BEGIN GIVEN RECORDS

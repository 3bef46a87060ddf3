//! The render passes.
//!
//! Rendering is a fixed sequence of text-rewrite passes over the template:
//!
//! 1. scalar substitution (`{{name}}`, `{{a.b.c}}`),
//! 2. loop expansion (`{{#each arr}}...{{/each}}`),
//! 3. conditional stripping (`{{#unless ...}}...{{/unless}}`).
//!
//! The ordering is part of the engine's contract: a top-level variable
//! whose name matches a loop element property is substituted before the
//! loop runs. Downstream prompt documents depend on it.

use std::sync::LazyLock;

use regex::{Captures, NoExpand, Regex};
use serde_json::Value;
use thiserror::Error;

use super::value::{resolve_path, value_to_string};

/// Error type for template rendering failures.
///
/// Rendering is lenient about content (unresolved placeholders stay
/// literal) but strict about structure: an opening block tag without a
/// matching close aborts the render.
#[derive(Error, Debug, Clone, PartialEq, Eq)]
pub enum TemplateError {
    /// An opening `{{#each}}` or `{{#unless}}` has no matching close tag.
    #[error("unterminated '{{{{{tag}}}}}' block at byte {position} in template")]
    UnterminatedBlock {
        /// The block tag, e.g. `#each`.
        tag: String,
        /// Byte offset of the opening tag. Measured against the text the
        /// failing pass saw, so earlier substitutions can shift it from
        /// the original template's offset.
        position: usize,
    },
}

static VAR_RE: LazyLock<Regex> = LazyLock::new(|| {
    Regex::new(r"\{\{\s*([A-Za-z_][A-Za-z0-9_]*(?:\.[A-Za-z0-9_]+)*)\s*\}\}")
        .expect("variable regex is valid")
});

static EACH_RE: LazyLock<Regex> = LazyLock::new(|| {
    Regex::new(r"(?s)\{\{#each\s+([A-Za-z_][A-Za-z0-9_.]*)\s*\}\}(.*?)\{\{/each\}\}")
        .expect("each-block regex is valid")
});

static EACH_OPEN_RE: LazyLock<Regex> =
    LazyLock::new(|| Regex::new(r"\{\{#each\b").expect("each-open regex is valid"));

static UNLESS_RE: LazyLock<Regex> = LazyLock::new(|| {
    Regex::new(r"(?s)\{\{#unless\s+([^}]*?)\s*\}\}(.*?)\{\{/unless\}\}")
        .expect("unless-block regex is valid")
});

static UNLESS_OPEN_RE: LazyLock<Regex> =
    LazyLock::new(|| Regex::new(r"\{\{#unless\b").expect("unless-open regex is valid"));

static THIS_RE: LazyLock<Regex> =
    LazyLock::new(|| Regex::new(r"\{\{\s*this\s*\}\}").expect("this regex is valid"));

static INDEX_RE: LazyLock<Regex> =
    LazyLock::new(|| Regex::new(r"\{\{\s*@index\s*\}\}").expect("index regex is valid"));

static LAST_RE: LazyLock<Regex> =
    LazyLock::new(|| Regex::new(r"\{\{\s*@last\s*\}\}").expect("last regex is valid"));

/// Render a template string against a variable tree.
///
/// # Arguments
///
/// * `template` - Template text with `{{...}}` placeholder markup
/// * `variables` - Nested map/array/scalar tree supplied per render call
///
/// # Returns
///
/// * `Ok(String)` - Rendered text; unresolved placeholders remain literal
/// * `Err(TemplateError)` - A block tag was left unterminated
///
/// # Examples
///
/// ```
/// use promptpipe::template::render;
/// use serde_json::json;
///
/// let vars = json!({"dish": "udon", "user": {"skill": "beginner"}});
/// let out = render("Cook {{dish}} for a {{user.skill}}.", &vars).unwrap();
/// assert_eq!(out, "Cook udon for a beginner.");
/// ```
///
/// Unset variables are not an error:
///
/// ```
/// use promptpipe::template::render;
/// use serde_json::json;
///
/// let out = render("Hello {{missing}}", &json!({})).unwrap();
/// assert_eq!(out, "Hello {{missing}}");
/// ```
pub fn render(template: &str, variables: &Value) -> Result<String, TemplateError> {
    let substituted = substitute_variables(template, variables);
    let expanded = expand_loops(&substituted, variables)?;
    strip_unless_blocks(&expanded)
}

/// Pass 1: scalar substitution with lenient fallback.
///
/// Also reused per loop iteration to expose an object element's own
/// properties inside the block.
fn substitute_variables(input: &str, variables: &Value) -> String {
    VAR_RE
        .replace_all(input, |caps: &Captures<'_>| {
            match resolve_path(variables, &caps[1]) {
                Some(value) => value_to_string(value),
                // Unresolved: keep the placeholder literal.
                None => caps[0].to_string(),
            }
        })
        .into_owned()
}

/// Pass 2: `{{#each}}` loop expansion.
///
/// A block whose target does not resolve to an array is left literal; a
/// block with no close tag is an error.
fn expand_loops(input: &str, variables: &Value) -> Result<String, TemplateError> {
    check_blocks_terminated(input, &EACH_OPEN_RE, &EACH_RE, "#each")?;

    let expanded = EACH_RE.replace_all(input, |caps: &Captures<'_>| {
        let Some(Value::Array(items)) = resolve_path(variables, &caps[1]) else {
            return caps[0].to_string();
        };
        let body = &caps[2];
        let mut out = String::new();
        for (index, item) in items.iter().enumerate() {
            out.push_str(&expand_iteration(body, item, index, index + 1 == items.len()));
        }
        out
    });

    Ok(expanded.into_owned())
}

/// Expand one loop iteration: `{{this}}`, `{{@index}}`, `{{@last}}`, then
/// the element's own properties when the element is an object.
fn expand_iteration(body: &str, item: &Value, index: usize, is_last: bool) -> String {
    let this_text = value_to_string(item);
    let expanded = THIS_RE.replace_all(body, NoExpand(&this_text));

    let index_text = index.to_string();
    let expanded = INDEX_RE.replace_all(&expanded, NoExpand(&index_text));

    let last_text = if is_last { "true" } else { "false" };
    let expanded = LAST_RE.replace_all(&expanded, NoExpand(last_text));

    if item.is_object() {
        substitute_variables(&expanded, item)
    } else {
        expanded.into_owned()
    }
}

/// Pass 3: strip `{{#unless}}` markers.
///
/// The body is always emitted; there is no per-iteration suppression (see
/// the module docs). Unterminated blocks are still structural errors.
fn strip_unless_blocks(input: &str) -> Result<String, TemplateError> {
    check_blocks_terminated(input, &UNLESS_OPEN_RE, &UNLESS_RE, "#unless")?;
    Ok(UNLESS_RE.replace_all(input, "$2").into_owned())
}

/// Every opening tag must fall inside some complete block match. An opener
/// outside all matches has no close tag.
fn check_blocks_terminated(
    input: &str,
    open_re: &Regex,
    block_re: &Regex,
    tag: &str,
) -> Result<(), TemplateError> {
    let spans: Vec<(usize, usize)> = block_re
        .find_iter(input)
        .map(|m| (m.start(), m.end()))
        .collect();

    for open in open_re.find_iter(input) {
        let inside = spans
            .iter()
            .any(|&(start, end)| open.start() >= start && open.start() < end);
        if !inside {
            return Err(TemplateError::UnterminatedBlock {
                tag: tag.to_string(),
                position: open.start(),
            });
        }
    }

    Ok(())
}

END GIVEN RECORDS

Lines with "vars" in the records above: copy every one of them.

# [OUTPUT OF THE EXERCISE]
/// let vars = json!({"dish": "udon", "user": {"skill": "beginner"}});
/// let out = render("Cook {{dish}} for a {{user.skill}}.", &vars).unwrap();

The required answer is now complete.